View from the Ridgeway

The Ridgeway Off-Road to Marlborough – naturally Stunning

Cycle along the Ridgeway off-road with this route description. Most of the route is off-road with some climbs and descents that the average rider will find challenging. If you are not too proud to push going up or to use the brakes coming down, it is within the abilities of most riders. If you are carrying your kit, you’ll need a bit more strength or a few lower gears!

This section forms part of the the Lowestoft to Lands End coast-to-coast route, Englands most Easterly and Westerly mainland points, nicknamed #LowLE. It is an adventure bike ride off-road through some of England’s finest places. We rode this section in a day. A full day off-road with inexperienced teens gave me some concerns but we agreed this was our favourite section of the journey. In high summer it is simply stunning. A stretch of track I will never forget want to ride many times and really wish was closer to home.

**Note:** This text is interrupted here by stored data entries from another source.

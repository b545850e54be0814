//! Maestro 演示入口
//!
//! 用法：`maestro "<task>" [plan.json]`
//! 用回显智能体跑完整个计划，打印最终答案，并把运行快照写到 `runs/<run-id>.json`。

use std::path::PathBuf;
use std::sync::Arc;

use anyhow::Context;
use maestro::{
    agents::{DigestSynthesizer, EchoAgent, StaticPlanner},
    config::load_config,
    core::{Collaborators, OrchestrationLoop, RunStatePersistence},
    observability,
    plan::{Plan, Step},
};

/// 未提供计划文件时使用的演示计划（不指定角色，交给分配器）
fn demo_plan(task: &str) -> Plan {
    Plan::new(
        task,
        vec![
            Step::new("浏览相关网站收集资料", format!("搜索与「{task}」相关的网站，记录关键参数")),
            Step::new("生成产品图像", "根据收集到的资料生成一张产品图片"),
            Step::new("编写 markdown 介绍文档", "整理资料与图像，输出 markdown 文档"),
        ],
    )
}

fn read_plan(path: &PathBuf) -> anyhow::Result<Plan> {
    let raw = std::fs::read_to_string(path).with_context(|| format!("Failed to read plan {}", path.display()))?;
    serde_json::from_str(&raw).with_context(|| format!("Invalid plan json {}", path.display()))
}

#[tokio::main]
async fn main() -> anyhow::Result<()> {
    observability::init();

    let mut args = std::env::args().skip(1);
    let task = args
        .next()
        .context("usage: maestro \"<task>\" [plan.json]")?;
    let plan = match args.next() {
        Some(path) => read_plan(&PathBuf::from(path))?,
        None => demo_plan(&task),
    };

    let cfg = load_config(None).context("Failed to load config")?;

    let (event_tx, mut event_rx) = tokio::sync::mpsc::unbounded_channel();
    let printer = tokio::spawn(async move {
        while let Some(ev) = event_rx.recv().await {
            if let Ok(line) = serde_json::to_string(&ev) {
                tracing::debug!(event = %line, "orchestrator event");
            }
        }
    });

    let collab = Collaborators {
        agents: Arc::new(EchoAgent),
        planner: Arc::new(StaticPlanner::new(plan)),
        synthesizer: Arc::new(DigestSynthesizer),
    };
    let mut run = OrchestrationLoop::new(task, cfg).with_events(event_tx);

    let result = run.run(&collab).await;
    let store = RunStatePersistence::for_run("runs", run.run_id());
    store.save(&run.snapshot()).context("Failed to save run snapshot")?;
    drop(run);
    let _ = printer.await;

    match result {
        Ok(outcome) => {
            println!("{}", outcome.answer());
            println!("\n(snapshot: {})", store.path().display());
            Ok(())
        }
        Err(e) => {
            eprintln!("{}", e.user_message());
            Err(e).context("Run paused")
        }
    }
}
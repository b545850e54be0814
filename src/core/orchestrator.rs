//! 主控循环：驱动计划逐步执行
//!
//! 分两层：
//! - 同步核心（`accept_plan` / `begin_current_step` / `ingest_response` / `apply_replan`）：
//!   只做决策与状态迁移，不做 I/O，可直接单测；
//! - 异步外壳（`run`）：只在两个真正的 I/O 边界上等待（智能体派发、规划器 / 答案合成），
//!   每个挂起点之后检查取消与重新规划请求，传输失败走 RecoveryEngine。
//!
//! 每个运行独占一个实例，不与其它运行共享可变状态。

use std::future::Future;
use std::sync::Arc;
use std::time::Duration;

use chrono::{DateTime, Utc};
use tokio::sync::mpsc::UnboundedSender;
use tracing::{debug, info, warn};

use crate::agents::{AgentDispatcher, AgentResponse, AnswerSynthesizer, Dispatch, PlanProvider};
use crate::config::AppConfig;
use crate::core::events::OrchestratorEvent;
use crate::core::state::{RunOutcome, RunPhase, RunSnapshot};
use crate::core::{OrchestratorError, RecoveryAction, RecoveryEngine, SessionSupervisor, TransportError};
use crate::execution::loop_guard::extract_actions;
use crate::execution::{
    excerpt, AgentAllocator, CompletionClassifier, CompletionKind, CompletionStrategy, FollowUp, GlobalContext,
    GuardDecision, InstructionBuilder, LoopGuard, Severity, StepExecutionTracker, StepStatus,
};
use crate::plan::{AgentRole, Plan, Step};

/// 外部协作方
#[derive(Clone)]
pub struct Collaborators {
    pub agents: Arc<dyn AgentDispatcher>,
    pub planner: Arc<dyn PlanProvider>,
    pub synthesizer: Arc<dyn AnswerSynthesizer>,
}

/// 同步核心对一条回复的裁决
#[derive(Debug, Clone, PartialEq)]
pub enum StepDecision {
    /// 回复被丢弃，状态未变
    Discarded { reason: String },
    /// 留在当前步骤，带着新指令重新派发
    Retry(Dispatch),
    /// 当前步骤完成，进入下一步
    Advanced {
        completed_step: usize,
        kind: CompletionKind,
        strategy: Option<CompletionStrategy>,
    },
    /// 最后一个步骤完成，可以汇总
    PlanComplete {
        completed_step: usize,
        kind: CompletionKind,
        strategy: Option<CompletionStrategy>,
    },
}

/// 单步驱动结束后外壳的去向
enum StepFlow {
    Next,
    Replan(String),
    Cancelled,
}

/// 一个任务运行的编排循环
pub struct OrchestrationLoop {
    run_id: String,
    task: String,
    config: AppConfig,
    phase: RunPhase,
    plan: Option<Plan>,
    current_step_idx: usize,
    replan_count: u32,
    /// 连续被强制完成的步骤数
    forced_streak: u32,
    /// 重新规划后当前索引上的步骤需要重新开始
    restart_current: bool,
    final_answer: Option<String>,
    tracker: StepExecutionTracker,
    classifier: CompletionClassifier,
    allocator: AgentAllocator,
    loop_guard: LoopGuard,
    context: GlobalContext,
    recovery: RecoveryEngine,
    supervisor: SessionSupervisor,
    event_tx: Option<UnboundedSender<OrchestratorEvent>>,
}
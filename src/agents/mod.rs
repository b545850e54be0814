//! 外部协作方边界：智能体派发、规划器、最终答案合成
//!
//! 智能体本身不在本 crate 内实现，编排循环只通过这三个 trait 与之交互；
//! 回复统一为带标签的 `AgentResponse`，分类与上下文只读取其文本投影。

pub mod mock;

use async_trait::async_trait;
use serde::{Deserialize, Serialize};

use crate::core::TransportError;
use crate::execution::loop_guard::AgentAction;
use crate::plan::{AgentRole, Plan, Step};

pub use mock::{DigestSynthesizer, EchoAgent, ScriptedAgent, ScriptedReply, StaticPlanner};

/// 回复形态
#[derive(Debug, Clone, Copy, PartialEq, Eq, Serialize, Deserialize)]
#[serde(rename_all = "snake_case")]
pub enum ResponseKind {
    Text,
    MultiModal,
}

/// 附件（如生成的图像）
#[derive(Debug, Clone, PartialEq, Eq, Serialize, Deserialize)]
pub struct Attachment {
    pub mime_type: String,
    pub bytes: Vec<u8>,
}

/// 智能体回复：必须带上它所响应的步骤索引
#[derive(Debug, Clone, PartialEq, Serialize, Deserialize)]
pub struct AgentResponse {
    pub kind: ResponseKind,
    pub text: String,
    #[serde(default)]
    pub attachments: Vec<Attachment>,
    pub tagged_step_index: usize,
    /// 结构化动作；为空时编排循环会从文本中提取
    #[serde(default)]
    pub actions: Vec<AgentAction>,
}

impl AgentResponse {
    pub fn text(step_index: usize, text: impl Into<String>) -> Self {
        Self {
            kind: ResponseKind::Text,
            text: text.into(),
            attachments: Vec::new(),
            tagged_step_index: step_index,
            actions: Vec::new(),
        }
    }

    pub fn multimodal(step_index: usize, text: impl Into<String>, attachments: Vec<Attachment>) -> Self {
        Self {
            kind: ResponseKind::MultiModal,
            text: text.into(),
            attachments,
            tagged_step_index: step_index,
            actions: Vec::new(),
        }
    }

    pub fn with_actions(mut self, actions: Vec<AgentAction>) -> Self {
        self.actions = actions;
        self
    }

    /// 图像类附件
    pub fn images(&self) -> impl Iterator<Item = &Attachment> {
        self.attachments
            .iter()
            .filter(|a| a.mime_type.starts_with("image/"))
    }
}

/// 一次派发：目标步骤、角色与（临时合成、不回写到 Step 的）指令
#[derive(Debug, Clone, PartialEq, Eq, Serialize)]
pub struct Dispatch {
    pub step_index: usize,
    pub role: AgentRole,
    pub instruction: String,
    /// 本步骤第几次派发（从 1 开始）
    pub attempt: u32,
}

/// 智能体派发
#[async_trait]
pub trait AgentDispatcher: Send + Sync {
    async fn dispatch(&self, request: &Dispatch) -> Result<AgentResponse, TransportError>;
}

/// 规划器：首次规划与重新规划（附带已完成的步骤前缀）
#[async_trait]
pub trait PlanProvider: Send + Sync {
    async fn request_plan(&self, task: &str, completed_steps: &[Step]) -> Result<Plan, TransportError>;
}

/// 最终答案合成
#[async_trait]
pub trait AnswerSynthesizer: Send + Sync {
    async fn synthesize_final_answer(&self, task: &str, evidence: &[String]) -> Result<String, TransportError>;
}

Streatley to Marlborough or Avebury, 46 miles 4100ft ascent

The route from the Streatley Youth Hostel heads north along the A417 for half a mile or so. Take the left turn to Rectory Road Golf Course which is marked as a dead end. The road steadily climbs and narrows until it comes to a red letter box where you bear right on the the unsurfaced Ridgeway. A further steep 300ft climb is followed by an equally steep off-road descent. Navigation is very easy for this section around Uffington Castle with excellent waymarking along a single track road, a 3000 year old road! Crossing the M4 motorway involves about a mile on the road, but it is not hugely busy, there is a tricky right hand turn across the traffic to rejoin the Ridgeway off-road.

Uffington Castle
Uffington Castle, the White Horse in just visible in the top right.

From there there is another steep climb to Liddington Castle and more glorious views. From Ogbourne St George the Ridgeway off-road loops around the north of Marlborough. If time is short or legs are tired NCR 482 will take you into Marlborough avoiding the busy A346. It looks like an old railway line and it is nice and flat!

For the fit there is another climb to another ancient hill fort (Barbury Castle), then a flattish stretch along the ridge to to Overton Down. Here the Ridgeway heads west to Avebury and becomes the becomes Wessex Ridgeway. For more accommodation options turn east into Marlborough. The route into Marlborough passes through gallops and equestrian farms. We took NCR 403 but there are other bridleways marked on the map although signage is poor on the ground.

Elevation along the Ridgeway off-road - Streatley to Marlborough
Elevation (ft) along the Ridgeway off-road – Streatley to Marlborough (miles)

Ridgeway Off-Road Essentials – be prepared!

Very dusty bike after a ride on Ridgeway
Very dusty bike after a ride on Ridgeway – the bags were deep blue when we started!

If the navigation is straightforward, this route is not to be taken unprepared. Most roads go through towns, the Ridgeway off-road doesn’t. You must carry all the food and drink you need for the day, there is nothing on route without a detour and a climb back to the Ridgeway. There are a few stand-pipes which you can use to fill a water bottle but treat these a a bonus – some worked and some didn’t. The descriptions of where water taps are were hit and miss, they aren’t signed on the track. Just carry it, admittedly this was a challenge in 30C heat!

In the dry it is suitable for all types of bike that can handle British bridleways. We enjoyed it on hybrid, gravel and mountain bikes. When wet the chalk has a slippery reputation so extra care will be needed. The churned mud was hard as concrete but would be hard going when soggy. Tyres & pressures will help, I didn’t miss suspension on my gravel bike, but did have big 2.1inch tyres on 700 wheels. We rode from Lowestoft on pretty hard tyres but the rocky tracks were too wearing on the level and too skittish on the descents, so we let out quite a lot of air after the first few miles. Tyres that squished a little when we bounced them from the saddle gave us better comfort and control and made the miles more enjoyable. There is a bike shop in Goring if you want to make some changes or change tyres before heading out. Make no mistake this is hard on the bikes and one needed a new bottom bracket by the time we got to Marlborough. The other 2 bikes had brand new bearings when we set off!